Try it:
In the data, find each line where the word "static" appears and list that line.

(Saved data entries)
↓
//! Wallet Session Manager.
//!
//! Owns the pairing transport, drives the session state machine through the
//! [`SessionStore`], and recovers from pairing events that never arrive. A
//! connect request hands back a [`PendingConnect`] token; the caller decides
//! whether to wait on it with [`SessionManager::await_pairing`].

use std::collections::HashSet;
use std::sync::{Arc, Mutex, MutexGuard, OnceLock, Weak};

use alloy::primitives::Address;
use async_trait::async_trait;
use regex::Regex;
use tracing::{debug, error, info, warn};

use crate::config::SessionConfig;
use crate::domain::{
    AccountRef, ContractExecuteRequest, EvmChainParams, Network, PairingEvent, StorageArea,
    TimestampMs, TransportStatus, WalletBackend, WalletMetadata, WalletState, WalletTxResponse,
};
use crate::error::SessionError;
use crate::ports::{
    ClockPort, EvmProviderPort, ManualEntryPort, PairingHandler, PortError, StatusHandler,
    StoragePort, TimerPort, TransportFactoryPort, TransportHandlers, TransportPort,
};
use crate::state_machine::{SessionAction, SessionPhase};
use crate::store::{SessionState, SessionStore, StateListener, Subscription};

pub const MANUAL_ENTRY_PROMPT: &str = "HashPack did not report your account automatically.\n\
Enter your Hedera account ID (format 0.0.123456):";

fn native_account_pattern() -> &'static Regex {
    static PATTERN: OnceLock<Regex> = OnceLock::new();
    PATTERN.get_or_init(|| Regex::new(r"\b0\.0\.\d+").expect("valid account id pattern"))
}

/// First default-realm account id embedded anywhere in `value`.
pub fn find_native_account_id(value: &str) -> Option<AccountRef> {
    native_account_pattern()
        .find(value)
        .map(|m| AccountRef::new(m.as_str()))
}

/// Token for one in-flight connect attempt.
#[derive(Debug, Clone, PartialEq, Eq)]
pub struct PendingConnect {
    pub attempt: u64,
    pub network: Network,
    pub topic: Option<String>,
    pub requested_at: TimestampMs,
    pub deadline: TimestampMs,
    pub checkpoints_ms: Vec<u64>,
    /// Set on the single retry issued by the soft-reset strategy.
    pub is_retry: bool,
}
↑
Solved exercise:
fn native_account_pattern() -> &'static Regex {
    static PATTERN: OnceLock<Regex> = OnceLock::new();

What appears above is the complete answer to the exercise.